## TASK INPUT
——

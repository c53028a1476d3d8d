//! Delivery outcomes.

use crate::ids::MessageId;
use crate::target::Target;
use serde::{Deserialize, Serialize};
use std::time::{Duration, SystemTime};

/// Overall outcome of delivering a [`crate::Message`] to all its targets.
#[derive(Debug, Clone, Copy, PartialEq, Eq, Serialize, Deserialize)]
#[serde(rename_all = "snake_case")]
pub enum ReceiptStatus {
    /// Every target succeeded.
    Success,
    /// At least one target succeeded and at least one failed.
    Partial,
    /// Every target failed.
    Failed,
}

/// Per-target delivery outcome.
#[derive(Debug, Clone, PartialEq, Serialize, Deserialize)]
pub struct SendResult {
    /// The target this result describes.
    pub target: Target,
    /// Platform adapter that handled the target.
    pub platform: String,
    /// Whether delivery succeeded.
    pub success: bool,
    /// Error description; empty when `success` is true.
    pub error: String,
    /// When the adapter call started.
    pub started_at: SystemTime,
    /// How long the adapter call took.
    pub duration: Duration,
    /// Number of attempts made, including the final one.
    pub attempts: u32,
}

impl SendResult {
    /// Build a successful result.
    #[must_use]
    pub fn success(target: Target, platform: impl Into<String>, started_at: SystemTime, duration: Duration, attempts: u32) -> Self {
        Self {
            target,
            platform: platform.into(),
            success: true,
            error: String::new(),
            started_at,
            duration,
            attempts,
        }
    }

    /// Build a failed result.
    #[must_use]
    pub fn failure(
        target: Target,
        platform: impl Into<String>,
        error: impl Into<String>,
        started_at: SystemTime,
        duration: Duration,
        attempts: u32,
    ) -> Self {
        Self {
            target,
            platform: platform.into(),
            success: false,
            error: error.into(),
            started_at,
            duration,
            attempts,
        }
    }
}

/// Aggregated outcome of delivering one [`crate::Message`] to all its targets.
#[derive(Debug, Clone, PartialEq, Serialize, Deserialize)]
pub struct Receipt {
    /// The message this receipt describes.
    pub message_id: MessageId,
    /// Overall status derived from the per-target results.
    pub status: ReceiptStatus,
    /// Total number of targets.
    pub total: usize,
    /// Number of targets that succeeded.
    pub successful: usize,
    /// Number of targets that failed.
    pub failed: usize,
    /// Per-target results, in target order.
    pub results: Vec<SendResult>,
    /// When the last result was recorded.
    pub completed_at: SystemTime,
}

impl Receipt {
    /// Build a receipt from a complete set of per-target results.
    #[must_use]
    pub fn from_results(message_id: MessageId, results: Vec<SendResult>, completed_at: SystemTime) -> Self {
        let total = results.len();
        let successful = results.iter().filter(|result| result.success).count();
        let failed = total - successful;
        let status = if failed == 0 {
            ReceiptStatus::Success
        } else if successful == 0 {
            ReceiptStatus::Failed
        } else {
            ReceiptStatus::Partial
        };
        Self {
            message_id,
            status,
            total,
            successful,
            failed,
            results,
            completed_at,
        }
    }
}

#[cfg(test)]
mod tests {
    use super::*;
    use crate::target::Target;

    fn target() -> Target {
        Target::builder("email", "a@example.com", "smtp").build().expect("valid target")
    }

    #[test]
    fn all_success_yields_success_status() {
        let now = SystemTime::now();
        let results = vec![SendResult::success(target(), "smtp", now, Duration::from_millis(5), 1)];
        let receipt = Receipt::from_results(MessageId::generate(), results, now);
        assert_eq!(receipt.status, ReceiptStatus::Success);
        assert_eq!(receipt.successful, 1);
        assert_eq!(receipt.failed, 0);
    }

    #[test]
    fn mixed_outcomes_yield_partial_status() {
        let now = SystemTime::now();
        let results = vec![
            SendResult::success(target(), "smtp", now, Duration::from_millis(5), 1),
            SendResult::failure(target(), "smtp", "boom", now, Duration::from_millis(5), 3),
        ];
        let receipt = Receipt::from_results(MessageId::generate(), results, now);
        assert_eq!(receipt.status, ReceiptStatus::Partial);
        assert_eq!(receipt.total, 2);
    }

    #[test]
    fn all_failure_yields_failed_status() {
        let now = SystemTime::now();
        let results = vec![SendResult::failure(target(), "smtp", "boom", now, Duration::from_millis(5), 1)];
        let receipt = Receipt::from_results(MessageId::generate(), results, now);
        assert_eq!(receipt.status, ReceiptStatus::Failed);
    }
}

——

## TASK DESCRIPTION
Copy the records above exactly, please, but only from the first line through the line containing "handled the target.".

## TASK OUTPUT
repository c53028a1476d3d8d
//! Delivery outcomes.

use crate::ids::MessageId;
use crate::target::Target;
use serde::{Deserialize, Serialize};
use std::time::{Duration, SystemTime};

/// Overall outcome of delivering a [`crate::Message`] to all its targets.
#[derive(Debug, Clone, Copy, PartialEq, Eq, Serialize, Deserialize)]
#[serde(rename_all = "snake_case")]
pub enum ReceiptStatus {
    /// Every target succeeded.
    Success,
    /// At least one target succeeded and at least one failed.
    Partial,
    /// Every target failed.
    Failed,
}

/// Per-target delivery outcome.
#[derive(Debug, Clone, PartialEq, Serialize, Deserialize)]
pub struct SendResult {
    /// The target this result describes.
    pub target: Target,
    /// Platform adapter that handled the target.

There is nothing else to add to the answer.